La Catalogna è una comunità autonoma situata nella zona nord-orientale della Spagna. È governata dalla Generalitat de Catalunya che è composta da un parlamento, un consiglio esecutivo e da un presidente. Dichiaratasi “nazione” nel preambolo del suo statuto autonomista, gode di una forte autonomia ed esprime rivendicazioni indipendentistiche derivanti dalle peculiarità linguistiche e culturali della zona.

Forse la voglia di riscatto dinanzi ai divieti imposti dal dittatore Franco dal ’39 al ‘75 nei confronti di lingua ed istituzioni locali o forse la mancata autonomia in ambito fiscale ed economico di una regione che è in realtà consapevole di quanto le proprie imprese potrebbero giovare del mancato pagamento delle tasse alla Spagna, hanno condotto i catalani a sposare la causa secessionista.

Il sogno dell’indipendenza ha dei precedenti, già nel novembre del 2016 si era parlato di una consultazione sull’autodeterminazione, che però non è stata riconosciuta dal governo di Madrid e ritenuta illegittima. Nel novembre dell’anno successivo, la camera catalana ha avviato il processo di creazione di uno “Stato indipendente in forma di repubblica nella regione, ma Madrid si è opposta duramente e il provvedimento è stato annullato dalla Corte Costituzionale spagnola.

Il presidente catalano, però, ha indetto un nuovo referendum per l’1 ottobre 2017 a cui hanno aderito più di 700 sindaci catalani, a cui Madrid si è nuovamente opposta. In risposta è stata approvata la legge di rottura- che è stata poi sospesa- in caso di vittoria del “sì”. Il voto si è tenuto comunque, nonostante gli scontri dei manifestanti e l’irruzione della Guardia Civil in alcuni seggi. Secondo la Costituzione spagnola, infatti, il voto in Catalogna non era legale e non ha alcuna validità.

Poco dopo le votazioni, il presidente catalano Carles Puigdemont, si è presentato davanti alle telecamere della Generalitat, e ha commentato il risultato del referendum, accusando inizialmente lo Stato per le violenze da parte della polizia spagnola nei seggi e promesso che applicherà il risultato del referendum, affermando: «Noi cittadini della Catalogna ci siamo guadagnati il diritto ad avere uno stato indipendente che si costituisca nella forma di una Repubblica». Comunque vadano le cose, l’unica certezza è che Carles Puigdemont, per la lunga lista di violazioni commesse, dovrà affrontare un’imputazione a 25 anni di carcere. Egli infatti, ha dalla sua parte il popolo degli indipendentisti, pari a meno del 40% dei 5 milioni che avrebbero potuto votare, ma che non si sono neanche presentati ai seggi.

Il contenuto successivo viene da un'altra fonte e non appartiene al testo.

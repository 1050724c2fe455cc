//! Scan result model
//!
//! Every scan run produces a `ScanReport` (the full aggregate) which the
//! renderer turns into one of the output shapes.

use serde::{Deserialize, Serialize};
use std::collections::BTreeMap;
use std::path::PathBuf;

/// Marker keywords tracked by the summary counters.
///
/// The counter keys stay fixed to this set even when the scan pattern is
/// overridden, so a custom pattern yields a total count with (usually)
/// all-zero keyword counters.
pub const KEYWORDS: [&str; 3] = ["TODO", "FIXME", "BUG"];

/// Default marker pattern (whole-word, matched case-insensitively).
pub const DEFAULT_PATTERN: &str = r"\b(TODO|FIXME|BUG)\b";

/// Directory names excluded from every scan.
pub const DEFAULT_IGNORE: [&str; 2] = ["node_modules", ".git"];

/// Configuration for one scan run. Immutable once built.
#[derive(Debug, Clone)]
pub struct ScanOptions {
    /// Absolute scan root.
    pub root: PathBuf,

    /// Marker regex source, compiled case-insensitively.
    pub pattern: String,

    /// Ignore tokens, matched as literal substrings of the basename or
    /// the root-relative path.
    pub ignore: Vec<String>,

    /// Drop dotfiles and dotdirs.
    pub exclude_hidden: bool,

    /// Keep only dotfiles and dotdirs.
    pub only_hidden: bool,
}

impl ScanOptions {
    /// Build options for a root with the default pattern and ignore set.
    ///
    /// The scanner's own binary name joins the ignore list so a scan of a
    /// directory containing the tool never reports the tool itself.
    pub fn new(root: PathBuf) -> Self {
        let mut ignore: Vec<String> = DEFAULT_IGNORE.iter().map(|s| s.to_string()).collect();
        if let Some(name) = std::env::current_exe()
            .ok()
            .and_then(|p| p.file_name().map(|n| n.to_string_lossy().into_owned()))
        {
            ignore.push(name);
        }

        Self {
            root,
            pattern: DEFAULT_PATTERN.to_string(),
            ignore,
            exclude_hidden: false,
            only_hidden: false,
        }
    }

    /// Add a user-supplied ignore token (empty tokens are dropped).
    pub fn add_ignore(&mut self, token: impl Into<String>) {
        let token = token.into();
        if !token.is_empty() {
            self.ignore.push(token);
        }
    }
}

/// One matching line in one file.
#[derive(Debug, Clone, PartialEq, Eq, Serialize, Deserialize)]
pub struct MatchRecord {
    /// Absolute path of the file containing the match.
    pub file: PathBuf,

    /// 1-based line number.
    pub line: u32,

    /// The matched line with surrounding whitespace trimmed.
    pub text: String,
}

impl MatchRecord {
    pub fn new(file: impl Into<PathBuf>, line: u32, text: impl Into<String>) -> Self {
        Self {
            file: file.into(),
            line,
            text: text.into(),
        }
    }
}

/// Per-keyword occurrence counts, computed once over the full aggregate.
///
/// A single line containing several keywords increments each of their
/// counters; the counts are not mutually exclusive per match.
#[derive(Debug, Clone, Default, PartialEq, Eq, Serialize, Deserialize)]
#[serde(transparent)]
pub struct ScanSummary {
    counts: BTreeMap<String, usize>,
}

impl ScanSummary {
    /// Compute the summary for a match sequence.
    pub fn compute(matches: &[MatchRecord]) -> Self {
        let mut counts: BTreeMap<String, usize> =
            KEYWORDS.iter().map(|k| (k.to_string(), 0)).collect();

        for record in matches {
            for keyword in KEYWORDS {
                if record.text.contains(keyword) {
                    *counts.entry(keyword.to_string()).or_default() += 1;
                }
            }
        }

        Self { counts }
    }

    /// Count for a single keyword (0 for unknown keywords).
    pub fn count(&self, keyword: &str) -> usize {
        self.counts.get(keyword).copied().unwrap_or(0)
    }
}

/// The full scan aggregate: everything the renderer needs.
#[derive(Debug, Clone, Serialize, Deserialize)]
#[serde(rename_all = "camelCase")]
pub struct ScanReport {
    /// Absolute root that was scanned.
    pub scanned_dir: PathBuf,

    /// Total number of matches (always equals `items.len()`).
    pub count: usize,

    /// Per-keyword counts.
    pub summary: ScanSummary,

    /// All matches in aggregate (batch) order.
    pub items: Vec<MatchRecord>,
}

impl ScanReport {
    /// Build a report from the aggregate match sequence.
    pub fn new(scanned_dir: PathBuf, items: Vec<MatchRecord>) -> Self {
        Self {
            scanned_dir,
            count: items.len(),
            summary: ScanSummary::compute(&items),
            items,
        }
    }
}

/// Simple-mode entry: one per distinct file with at least one match.
#[derive(Debug, Clone, Serialize, Deserialize)]
#[serde(rename_all = "camelCase")]
pub struct FileSummary {
    /// Editor jump link to the file's first match.
    pub file_path: String,

    /// Basename of the file.
    pub filename: String,

    /// Number of matches in the file.
    pub count: usize,
}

Intanto a Madrid la popolazione si è riunita nella piazza de Colon e nella calle de Serrano con bandiere spagnole e cartelli a favore della difesa dell’unità nazionale, della Costituzione e dello stato di diritto. Centinaia di persone si sono riunite anche a Barcellona, davanti al palazzo della Generalitat, per chiedere dialogo tra governo di Madrid e autorità catalane.

Il primo ministro spagnolo Mariano Rajoy ha dato un ultimatum al presidente Puigdemont per «confermare se nel suo intervento all’Assemblea catalana ha dichiarato o no l’indipendenza della Catalogna»; lo scontro è sempre lo stesso, la legalità dalla parte di Madrid e la volontà popolare dalla parte di Barcellona. Il governo di Madrid è disposto a prendere tutte le misure necessarie per difendere gli interessi spagnoli mente il presidente Puigdemont ha dichiarato di essere disposto ad aprire “un dialogo senza condizioni” con Madrid per nominare un mediatore, questo potrebbe aprire le porte per un eventuale passo avanti per la Catalogna.